BEGIN
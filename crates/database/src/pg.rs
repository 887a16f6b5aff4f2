use async_trait::async_trait;
use chrono::Utc;
use core_types::{Account, AccountStatus, Order, Position, round_money};
use rust_decimal::Decimal;
use sqlx::postgres::PgRow;
use sqlx::{PgPool, Postgres, Row, Transaction};
use std::str::FromStr;
use uuid::Uuid;

use crate::error::StoreError;
use crate::store::{LedgerStore, LedgerTx, OrderFilter};

/// The PostgreSQL-backed ledger store. It encapsulates all SQL queries and
/// data access logic behind the [`LedgerStore`] and [`LedgerTx`] traits.
#[derive(Debug, Clone)]
pub struct PgLedgerStore {
    pool: PgPool,
}

impl PgLedgerStore {
    /// Creates a new `PgLedgerStore` with a shared database connection pool.
    pub fn new(pool: PgPool) -> Self {
        Self { pool }
    }
}

fn parse_column<T: FromStr>(column: &'static str, raw: String) -> Result<T, StoreError> {
    raw.parse::<T>().map_err(|_| StoreError::Decode(column, raw))
}

fn account_from_row(row: &PgRow) -> Result<Account, StoreError> {
    Ok(Account {
        id: row.try_get("id")?,
        user_id: row.try_get("user_id")?,
        account_number: row.try_get("account_number")?,
        balance: row.try_get("balance")?,
        blocked_balance: row.try_get("blocked_balance")?,
        total_invested: row.try_get("total_invested")?,
        total_profit_loss: row.try_get("total_profit_loss")?,
        status: parse_column("accounts.status", row.try_get("status")?)?,
        max_position_size: row.try_get("max_position_size")?,
        created_at: row.try_get("created_at")?,
        updated_at: row.try_get("updated_at")?,
    })
}

fn order_from_row(row: &PgRow) -> Result<Order, StoreError> {
    Ok(Order {
        id: row.try_get("id")?,
        account_id: row.try_get("account_id")?,
        symbol: row.try_get("symbol")?,
        side: parse_column("orders.side", row.try_get("side")?)?,
        order_type: parse_column("orders.order_type", row.try_get("order_type")?)?,
        quantity: row.try_get("quantity")?,
        limit_price: row.try_get("limit_price")?,
        stop_price: row.try_get("stop_price")?,
        status: parse_column("orders.status", row.try_get("status")?)?,
        filled_quantity: row.try_get("filled_quantity")?,
        total_executed_value: row.try_get("total_executed_value")?,
        fees: row.try_get("fees")?,
        reserved_amount: row.try_get("reserved_amount")?,
        time_in_force: parse_column("orders.time_in_force", row.try_get("time_in_force")?)?,
        executed_at: row.try_get("executed_at")?,
        cancelled_at: row.try_get("cancelled_at")?,
        created_at: row.try_get("created_at")?,
        updated_at: row.try_get("updated_at")?,
    })
}

fn position_from_row(row: &PgRow) -> Result<Position, StoreError> {
    Ok(Position {
        id: row.try_get("id")?,
        account_id: row.try_get("account_id")?,
        symbol: row.try_get("symbol")?,
        quantity: row.try_get("quantity")?,
        average_price: row.try_get("average_price")?,
        total_cost: row.try_get("total_cost")?,
        realized_pnl: row.try_get("realized_pnl")?,
        created_at: row.try_get("created_at")?,
        updated_at: row.try_get("updated_at")?,
    })
}

const ORDER_COLUMNS: &str = "id, account_id, symbol, side, order_type, quantity, limit_price, stop_price, status, filled_quantity, total_executed_value, fees, reserved_amount, time_in_force, executed_at, cancelled_at, created_at, updated_at";

const POSITION_COLUMNS: &str =
    "id, account_id, symbol, quantity, average_price, total_cost, realized_pnl, created_at, updated_at";

const ACCOUNT_COLUMNS: &str = "id, user_id, account_number, balance, blocked_balance, total_invested, total_profit_loss, status, max_position_size, created_at, updated_at";

#[async_trait]
impl LedgerStore for PgLedgerStore {
    async fn begin(&self) -> Result<Box<dyn LedgerTx>, StoreError> {
        let tx = self.pool.begin().await?;
        Ok(Box::new(PgLedgerTx { tx }))
    }

    async fn create_account(
        &self,
        user_id: Uuid,
        account_number: &str,
        opening_balance: Decimal,
    ) -> Result<Account, StoreError> {
        let now = Utc::now();
        let account = Account {
            id: Uuid::new_v4(),
            user_id,
            account_number: account_number.to_string(),
            balance: round_money(opening_balance),
            blocked_balance: Decimal::ZERO,
            total_invested: Decimal::ZERO,
            total_profit_loss: Decimal::ZERO,
            status: AccountStatus::Active,
            max_position_size: None,
            created_at: now,
            updated_at: now,
        };

        sqlx::query(
            "INSERT INTO accounts (id, user_id, account_number, balance, blocked_balance, total_invested, total_profit_loss, status, max_position_size, created_at, updated_at) VALUES ($1, $2, $3, $4, $5, $6, $7, $8, $9, $10, $11)",
        )
        .bind(account.id)
        .bind(account.user_id)
        .bind(&account.account_number)
        .bind(account.balance)
        .bind(account.blocked_balance)
        .bind(account.total_invested)
        .bind(account.total_profit_loss)
        .bind(account.status.as_str())
        .bind(account.max_position_size)
        .bind(account.created_at)
        .bind(account.updated_at)
        .execute(&self.pool)
        .await?;

        Ok(account)
    }

    async fn account(&self, account_id: Uuid) -> Result<Account, StoreError> {
        let row = sqlx::query(&format!(
            "SELECT {ACCOUNT_COLUMNS} FROM accounts WHERE id = $1"
        ))
        .bind(account_id)
        .fetch_optional(&self.pool)
        .await?
        .ok_or(StoreError::AccountNotFound(account_id))?;
        account_from_row(&row)
    }

    async fn order(&self, order_id: Uuid) -> Result<Order, StoreError> {
        let row = sqlx::query(&format!("SELECT {ORDER_COLUMNS} FROM orders WHERE id = $1"))
            .bind(order_id)
            .fetch_optional(&self.pool)
            .await?
            .ok_or(StoreError::OrderNotFound(order_id))?;
        order_from_row(&row)
    }

    async fn orders(
        &self,
        account_id: Uuid,
        filter: &OrderFilter,
    ) -> Result<Vec<Order>, StoreError> {
        let mut sql = format!("SELECT {ORDER_COLUMNS} FROM orders WHERE account_id = $1");
        let mut idx = 1;
        if filter.status.is_some() {
            idx += 1;
            sql.push_str(&format!(" AND status = ${idx}"));
        }
        if filter.symbol.is_some() {
            idx += 1;
            sql.push_str(&format!(" AND symbol = ${idx}"));
        }
        idx += 1;
        sql.push_str(&format!(" ORDER BY created_at DESC LIMIT ${idx}"));

        let mut query = sqlx::query(&sql).bind(account_id);
        if let Some(status) = filter.status {
            query = query.bind(status.as_str());
        }
        if let Some(symbol) = &filter.symbol {
            query = query.bind(symbol.trim().to_uppercase());
        }
        query = query.bind(filter.effective_limit());

        let rows = query.fetch_all(&self.pool).await?;
        rows.iter().map(order_from_row).collect()
    }

    async fn positions(&self, account_id: Uuid) -> Result<Vec<Position>, StoreError> {
        let rows = sqlx::query(&format!(
            "SELECT {POSITION_COLUMNS} FROM positions WHERE account_id = $1 ORDER BY symbol ASC"
        ))
        .bind(account_id)
        .fetch_all(&self.pool)
        .await?;
        rows.iter().map(position_from_row).collect()
    }

    async fn position(
        &self,
        account_id: Uuid,
        symbol: &str,
    ) -> Result<Option<Position>, StoreError> {
        let row = sqlx::query(&format!(
            "SELECT {POSITION_COLUMNS} FROM positions WHERE account_id = $1 AND symbol = $2"
        ))
        .bind(account_id)
        .bind(symbol.trim().to_uppercase())
        .fetch_optional(&self.pool)
        .await?;
        row.as_ref().map(position_from_row).transpose()
    }
}

/// One open Postgres transaction. `SELECT ... FOR UPDATE` reads take row
/// locks that are held until commit or rollback, which serializes concurrent
/// mutations of the same account.
pub struct PgLedgerTx {
    tx: Transaction<'static, Postgres>,
}

#[async_trait]
impl LedgerTx for PgLedgerTx {
    async fn account_for_update(&mut self, account_id: Uuid) -> Result<Account, StoreError> {
        let row = sqlx::query(&format!(
            "SELECT {ACCOUNT_COLUMNS} FROM accounts WHERE id = $1 FOR UPDATE"
        ))
        .bind(account_id)
        .fetch_optional(&mut *self.tx)
        .await?
        .ok_or(StoreError::AccountNotFound(account_id))?;
        account_from_row(&row)
    }

    async fn order_for_update(&mut self, order_id: Uuid) -> Result<Order, StoreError> {
        let row = sqlx::query(&format!(
            "SELECT {ORDER_COLUMNS} FROM orders WHERE id = $1 FOR UPDATE"
        ))
        .bind(order_id)
        .fetch_optional(&mut *self.tx)
        .await?
        .ok_or(StoreError::OrderNotFound(order_id))?;
        order_from_row(&row)
    }

    async fn position_for_update(
        &mut self,
        account_id: Uuid,
        symbol: &str,
    ) -> Result<Option<Position>, StoreError> {
        let row = sqlx::query(&format!(
            "SELECT {POSITION_COLUMNS} FROM positions WHERE account_id = $1 AND symbol = $2 FOR UPDATE"
        ))
        .bind(account_id)
        .bind(symbol.trim().to_uppercase())
        .fetch_optional(&mut *self.tx)
        .await?;
        row.as_ref().map(position_from_row).transpose()
    }

    async fn insert_order(&mut self, order: &Order) -> Result<(), StoreError> {
        sqlx::query(
            "INSERT INTO orders (id, account_id, symbol, side, order_type, quantity, limit_price, stop_price, status, filled_quantity, total_executed_value, fees, reserved_amount, time_in_force, executed_at, cancelled_at, created_at, updated_at) VALUES ($1, $2, $3, $4, $5, $6, $7, $8, $9, $10, $11, $12, $13, $14, $15, $16, $17, $18)",
        )
        .bind(order.id)
        .bind(order.account_id)
        .bind(&order.symbol)
        .bind(order.side.as_str())
        .bind(order.order_type.as_str())
        .bind(order.quantity)
        .bind(order.limit_price)
        .bind(order.stop_price)
        .bind(order.status.as_str())
        .bind(order.filled_quantity)
        .bind(order.total_executed_value)
        .bind(order.fees)
        .bind(order.reserved_amount)
        .bind(order.time_in_force.as_str())
        .bind(order.executed_at)
        .bind(order.cancelled_at)
        .bind(order.created_at)
        .bind(order.updated_at)
        .execute(&mut *self.tx)
        .await?;
        Ok(())
    }

    async fn update_order(&mut self, order: &Order) -> Result<(), StoreError> {
        sqlx::query(
            "UPDATE orders SET status = $2, filled_quantity = $3, total_executed_value = $4, fees = $5, reserved_amount = $6, executed_at = $7, cancelled_at = $8, updated_at = $9 WHERE id = $1",
        )
        .bind(order.id)
        .bind(order.status.as_str())
        .bind(order.filled_quantity)
        .bind(order.total_executed_value)
        .bind(order.fees)
        .bind(order.reserved_amount)
        .bind(order.executed_at)
        .bind(order.cancelled_at)
        .bind(order.updated_at)
        .execute(&mut *self.tx)
        .await?;
        Ok(())
    }

    async fn update_account(&mut self, account: &Account) -> Result<(), StoreError> {
        sqlx::query(
            "UPDATE accounts SET balance = $2, blocked_balance = $3, total_invested = $4, total_profit_loss = $5, status = $6, max_position_size = $7, updated_at = $8 WHERE id = $1",
        )
        .bind(account.id)
        .bind(account.balance)
        .bind(account.blocked_balance)
        .bind(account.total_invested)
        .bind(account.total_profit_loss)
        .bind(account.status.as_str())
        .bind(account.max_position_size)
        .bind(account.updated_at)
        .execute(&mut *self.tx)
        .await?;
        Ok(())
    }

    async fn upsert_position(&mut self, position: &Position) -> Result<(), StoreError> {
        sqlx::query(
            "INSERT INTO positions (id, account_id, symbol, quantity, average_price, total_cost, realized_pnl, created_at, updated_at) VALUES ($1, $2, $3, $4, $5, $6, $7, $8, $9) ON CONFLICT (account_id, symbol) DO UPDATE SET quantity = EXCLUDED.quantity, average_price = EXCLUDED.average_price, total_cost = EXCLUDED.total_cost, realized_pnl = EXCLUDED.realized_pnl, updated_at = EXCLUDED.updated_at",
        )
        .bind(position.id)
        .bind(position.account_id)
        .bind(&position.symbol)
        .bind(position.quantity)
        .bind(position.average_price)
        .bind(position.total_cost)
        .bind(position.realized_pnl)
        .bind(position.created_at)
        .bind(position.updated_at)
        .execute(&mut *self.tx)
        .await?;
        Ok(())
    }

    async fn delete_position(&mut self, position_id: Uuid) -> Result<(), StoreError> {
        sqlx::query("DELETE FROM positions WHERE id = $1")
            .bind(position_id)
            .execute(&mut *self.tx)
            .await?;
        Ok(())
    }

    async fn commit(self: Box<Self>) -> Result<(), StoreError> {
        let Self { tx } = *self;
        tx.commit().await?;
        Ok(())
    }

    async fn rollback(self: Box<Self>) -> Result<(), StoreError> {
        let Self { tx } = *self;
        tx.rollback().await?;
        Ok(())
    }
}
END
# Description of the task
Which lines of the entries above contain the word "commit"? Copy each of them.

# Response area
/// locks that are held until commit or rollback, which serializes concurrent
    async fn commit(self: Box<Self>) -> Result<(), StoreError> {
        tx.commit().await?;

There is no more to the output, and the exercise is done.